**EXERCISE AIM**
From the line with "async fn active_holders(&self, manifest: &ReplicationManifest)" through the line with "for peer in", repeat the entries verbatim, both end lines included, and add nothing.

EXERCISE MATERIAL below:

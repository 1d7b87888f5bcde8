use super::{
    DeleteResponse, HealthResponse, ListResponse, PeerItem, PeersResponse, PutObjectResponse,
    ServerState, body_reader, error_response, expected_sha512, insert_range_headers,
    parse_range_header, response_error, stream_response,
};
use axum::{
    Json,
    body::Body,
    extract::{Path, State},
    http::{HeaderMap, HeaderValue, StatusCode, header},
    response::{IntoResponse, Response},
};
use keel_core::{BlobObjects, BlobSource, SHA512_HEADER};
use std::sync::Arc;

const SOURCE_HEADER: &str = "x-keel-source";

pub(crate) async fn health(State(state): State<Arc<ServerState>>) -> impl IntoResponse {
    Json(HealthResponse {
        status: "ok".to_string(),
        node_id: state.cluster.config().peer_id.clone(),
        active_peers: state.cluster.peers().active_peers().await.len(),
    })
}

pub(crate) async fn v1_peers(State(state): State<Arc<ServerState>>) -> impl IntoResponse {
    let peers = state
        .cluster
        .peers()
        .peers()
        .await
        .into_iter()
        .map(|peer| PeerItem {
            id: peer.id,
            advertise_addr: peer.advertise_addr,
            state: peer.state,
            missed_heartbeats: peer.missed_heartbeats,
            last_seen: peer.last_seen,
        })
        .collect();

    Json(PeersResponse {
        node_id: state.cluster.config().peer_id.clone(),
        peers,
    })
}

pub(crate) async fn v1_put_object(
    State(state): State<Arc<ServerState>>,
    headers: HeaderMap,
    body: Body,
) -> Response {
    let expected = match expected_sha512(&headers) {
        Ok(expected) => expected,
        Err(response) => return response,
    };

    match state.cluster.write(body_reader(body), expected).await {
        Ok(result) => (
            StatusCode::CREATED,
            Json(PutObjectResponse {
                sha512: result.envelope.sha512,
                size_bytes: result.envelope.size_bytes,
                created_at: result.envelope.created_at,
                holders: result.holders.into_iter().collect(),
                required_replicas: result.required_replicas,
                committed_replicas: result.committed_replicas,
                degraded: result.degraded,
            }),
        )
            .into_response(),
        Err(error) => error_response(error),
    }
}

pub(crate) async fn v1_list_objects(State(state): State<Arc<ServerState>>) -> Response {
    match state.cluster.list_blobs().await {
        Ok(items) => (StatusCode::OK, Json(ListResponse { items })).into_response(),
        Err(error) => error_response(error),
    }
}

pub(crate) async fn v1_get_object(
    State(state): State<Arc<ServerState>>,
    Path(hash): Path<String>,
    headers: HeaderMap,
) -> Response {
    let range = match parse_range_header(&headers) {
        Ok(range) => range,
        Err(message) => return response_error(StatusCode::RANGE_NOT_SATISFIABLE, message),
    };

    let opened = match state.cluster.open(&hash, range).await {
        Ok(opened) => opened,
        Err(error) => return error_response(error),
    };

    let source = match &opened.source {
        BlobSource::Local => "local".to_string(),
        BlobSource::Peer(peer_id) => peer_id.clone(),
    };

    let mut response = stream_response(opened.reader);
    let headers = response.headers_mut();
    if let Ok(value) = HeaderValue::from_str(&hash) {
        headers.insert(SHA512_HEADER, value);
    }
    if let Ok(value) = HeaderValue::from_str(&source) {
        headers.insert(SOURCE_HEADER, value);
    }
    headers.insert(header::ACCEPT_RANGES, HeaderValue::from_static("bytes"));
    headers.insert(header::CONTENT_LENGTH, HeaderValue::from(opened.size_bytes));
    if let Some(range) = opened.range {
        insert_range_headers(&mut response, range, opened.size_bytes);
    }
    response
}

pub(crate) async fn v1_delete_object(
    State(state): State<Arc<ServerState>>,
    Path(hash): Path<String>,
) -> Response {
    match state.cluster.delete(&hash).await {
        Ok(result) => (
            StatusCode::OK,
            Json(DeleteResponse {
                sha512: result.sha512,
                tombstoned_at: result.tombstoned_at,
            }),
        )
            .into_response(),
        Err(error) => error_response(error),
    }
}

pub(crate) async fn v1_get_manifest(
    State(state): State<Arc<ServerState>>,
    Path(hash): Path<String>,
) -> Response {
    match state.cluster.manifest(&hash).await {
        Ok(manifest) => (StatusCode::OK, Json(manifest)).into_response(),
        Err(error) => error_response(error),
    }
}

End of EXERCISE MATERIAL.
EXERCISE MATERIAL below:

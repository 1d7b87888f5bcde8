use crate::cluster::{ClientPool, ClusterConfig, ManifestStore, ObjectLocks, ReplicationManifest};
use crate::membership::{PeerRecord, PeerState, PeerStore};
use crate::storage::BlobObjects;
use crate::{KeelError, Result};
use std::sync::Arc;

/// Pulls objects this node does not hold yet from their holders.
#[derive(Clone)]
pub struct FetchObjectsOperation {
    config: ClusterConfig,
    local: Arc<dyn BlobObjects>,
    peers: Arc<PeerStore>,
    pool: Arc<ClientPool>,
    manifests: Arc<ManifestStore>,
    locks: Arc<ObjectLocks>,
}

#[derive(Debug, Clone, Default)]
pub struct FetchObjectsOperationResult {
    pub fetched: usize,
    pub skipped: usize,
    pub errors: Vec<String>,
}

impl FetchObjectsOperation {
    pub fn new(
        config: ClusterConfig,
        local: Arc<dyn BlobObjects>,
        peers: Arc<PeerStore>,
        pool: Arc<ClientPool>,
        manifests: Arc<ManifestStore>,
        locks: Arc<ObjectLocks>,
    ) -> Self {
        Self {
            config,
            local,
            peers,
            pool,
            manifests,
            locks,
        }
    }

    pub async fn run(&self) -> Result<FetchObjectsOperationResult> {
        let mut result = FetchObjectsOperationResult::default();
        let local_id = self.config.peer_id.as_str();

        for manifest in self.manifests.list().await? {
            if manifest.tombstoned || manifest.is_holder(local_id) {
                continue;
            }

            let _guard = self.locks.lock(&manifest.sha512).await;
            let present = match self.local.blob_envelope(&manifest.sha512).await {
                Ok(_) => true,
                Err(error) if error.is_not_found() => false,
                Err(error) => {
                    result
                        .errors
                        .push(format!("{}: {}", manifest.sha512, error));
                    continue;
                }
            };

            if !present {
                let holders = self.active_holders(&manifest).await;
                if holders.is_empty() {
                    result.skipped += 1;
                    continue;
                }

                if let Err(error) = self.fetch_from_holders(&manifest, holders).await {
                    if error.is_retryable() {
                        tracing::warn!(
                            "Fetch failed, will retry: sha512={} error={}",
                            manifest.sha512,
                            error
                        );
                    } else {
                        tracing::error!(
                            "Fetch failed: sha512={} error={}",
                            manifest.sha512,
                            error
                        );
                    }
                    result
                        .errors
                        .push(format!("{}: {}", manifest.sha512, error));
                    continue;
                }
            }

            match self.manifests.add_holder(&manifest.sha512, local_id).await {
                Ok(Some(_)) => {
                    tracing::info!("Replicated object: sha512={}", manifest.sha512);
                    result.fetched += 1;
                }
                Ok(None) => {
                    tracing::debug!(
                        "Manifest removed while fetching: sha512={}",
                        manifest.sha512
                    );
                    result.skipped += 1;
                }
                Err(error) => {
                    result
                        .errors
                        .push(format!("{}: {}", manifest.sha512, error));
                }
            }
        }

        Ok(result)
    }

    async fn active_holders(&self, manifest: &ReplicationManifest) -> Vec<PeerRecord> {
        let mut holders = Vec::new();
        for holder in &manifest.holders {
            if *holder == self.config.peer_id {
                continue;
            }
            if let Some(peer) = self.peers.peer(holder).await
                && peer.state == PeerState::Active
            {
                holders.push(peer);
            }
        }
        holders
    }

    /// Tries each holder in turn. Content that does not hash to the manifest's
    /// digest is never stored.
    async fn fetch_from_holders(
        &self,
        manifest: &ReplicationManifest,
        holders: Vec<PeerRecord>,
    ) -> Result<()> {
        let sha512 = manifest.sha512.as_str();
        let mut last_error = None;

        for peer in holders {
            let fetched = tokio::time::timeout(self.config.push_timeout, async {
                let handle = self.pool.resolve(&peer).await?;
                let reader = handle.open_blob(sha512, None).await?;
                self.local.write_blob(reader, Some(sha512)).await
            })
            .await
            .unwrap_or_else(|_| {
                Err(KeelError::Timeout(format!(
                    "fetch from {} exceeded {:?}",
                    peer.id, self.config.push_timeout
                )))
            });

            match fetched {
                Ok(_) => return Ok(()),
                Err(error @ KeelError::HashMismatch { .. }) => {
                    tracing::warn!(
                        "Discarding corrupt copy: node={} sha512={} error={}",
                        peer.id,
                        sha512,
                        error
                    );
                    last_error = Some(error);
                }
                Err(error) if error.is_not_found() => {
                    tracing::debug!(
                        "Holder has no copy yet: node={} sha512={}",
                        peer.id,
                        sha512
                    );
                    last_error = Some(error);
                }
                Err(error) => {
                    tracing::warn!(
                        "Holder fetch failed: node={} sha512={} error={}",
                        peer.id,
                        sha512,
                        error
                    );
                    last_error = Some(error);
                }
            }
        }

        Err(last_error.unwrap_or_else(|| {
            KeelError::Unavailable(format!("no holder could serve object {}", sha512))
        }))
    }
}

End of EXERCISE MATERIAL.
EXERCISE MATERIAL below:

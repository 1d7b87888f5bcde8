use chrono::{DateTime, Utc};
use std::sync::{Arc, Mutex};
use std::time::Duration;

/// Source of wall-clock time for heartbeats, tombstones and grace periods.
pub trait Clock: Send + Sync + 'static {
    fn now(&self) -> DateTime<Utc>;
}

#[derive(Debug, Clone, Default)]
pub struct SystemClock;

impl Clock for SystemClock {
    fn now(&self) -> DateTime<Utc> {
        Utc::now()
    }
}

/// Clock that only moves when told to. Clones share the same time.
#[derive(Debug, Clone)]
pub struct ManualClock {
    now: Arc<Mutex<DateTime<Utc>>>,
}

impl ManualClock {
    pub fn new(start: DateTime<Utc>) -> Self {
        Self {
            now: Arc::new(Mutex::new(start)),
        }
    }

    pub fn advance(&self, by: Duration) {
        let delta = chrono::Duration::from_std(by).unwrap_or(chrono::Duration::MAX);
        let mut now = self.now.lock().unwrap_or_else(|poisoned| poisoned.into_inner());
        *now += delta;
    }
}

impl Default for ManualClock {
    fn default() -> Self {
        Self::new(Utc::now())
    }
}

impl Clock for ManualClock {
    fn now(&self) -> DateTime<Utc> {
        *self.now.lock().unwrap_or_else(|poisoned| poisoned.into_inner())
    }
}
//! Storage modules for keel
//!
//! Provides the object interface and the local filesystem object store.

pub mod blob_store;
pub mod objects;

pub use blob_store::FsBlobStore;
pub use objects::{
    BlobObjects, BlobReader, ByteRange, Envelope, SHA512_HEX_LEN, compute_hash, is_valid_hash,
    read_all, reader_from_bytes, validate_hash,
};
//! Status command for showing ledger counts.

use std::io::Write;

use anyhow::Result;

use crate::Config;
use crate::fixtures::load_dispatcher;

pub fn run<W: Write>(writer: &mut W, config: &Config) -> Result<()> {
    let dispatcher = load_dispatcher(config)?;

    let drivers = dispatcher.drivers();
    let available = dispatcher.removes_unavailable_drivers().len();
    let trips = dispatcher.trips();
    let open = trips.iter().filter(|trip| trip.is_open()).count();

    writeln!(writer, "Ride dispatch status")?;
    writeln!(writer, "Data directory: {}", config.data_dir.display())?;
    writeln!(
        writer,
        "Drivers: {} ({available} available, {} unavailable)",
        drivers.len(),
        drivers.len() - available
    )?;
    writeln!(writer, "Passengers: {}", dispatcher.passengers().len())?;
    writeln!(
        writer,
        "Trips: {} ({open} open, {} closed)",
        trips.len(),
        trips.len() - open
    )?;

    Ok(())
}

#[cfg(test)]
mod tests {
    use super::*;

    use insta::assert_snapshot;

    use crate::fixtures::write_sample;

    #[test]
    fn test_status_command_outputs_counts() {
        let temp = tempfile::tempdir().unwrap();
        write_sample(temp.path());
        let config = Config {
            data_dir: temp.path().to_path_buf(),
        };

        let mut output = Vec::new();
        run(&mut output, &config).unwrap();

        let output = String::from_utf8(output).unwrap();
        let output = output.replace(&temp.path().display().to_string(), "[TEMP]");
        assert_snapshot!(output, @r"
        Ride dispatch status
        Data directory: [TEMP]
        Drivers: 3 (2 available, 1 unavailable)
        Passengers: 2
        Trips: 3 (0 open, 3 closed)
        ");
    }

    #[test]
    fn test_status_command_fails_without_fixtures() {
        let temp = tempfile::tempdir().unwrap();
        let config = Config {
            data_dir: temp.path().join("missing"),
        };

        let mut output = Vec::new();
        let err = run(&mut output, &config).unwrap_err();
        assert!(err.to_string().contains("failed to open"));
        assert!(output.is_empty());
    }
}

End of EXERCISE MATERIAL.

**TASK ANSWER**
    async fn active_holders(&self, manifest: &ReplicationManifest) -> Vec<PeerRecord> {
        let mut holders = Vec::new();
        for holder in &manifest.holders {
            if *holder == self.config.peer_id {
                continue;
            }
            if let Some(peer) = self.peers.peer(holder).await
                && peer.state == PeerState::Active
            {
                holders.push(peer);
            }
        }
        holders
    }

    /// Tries each holder in turn. Content that does not hash to the manifest's
    /// digest is never stored.
    async fn fetch_from_holders(
        &self,
        manifest: &ReplicationManifest,
        holders: Vec<PeerRecord>,
    ) -> Result<()> {
        let sha512 = manifest.sha512.as_str();
        let mut last_error = None;

        for peer in holders {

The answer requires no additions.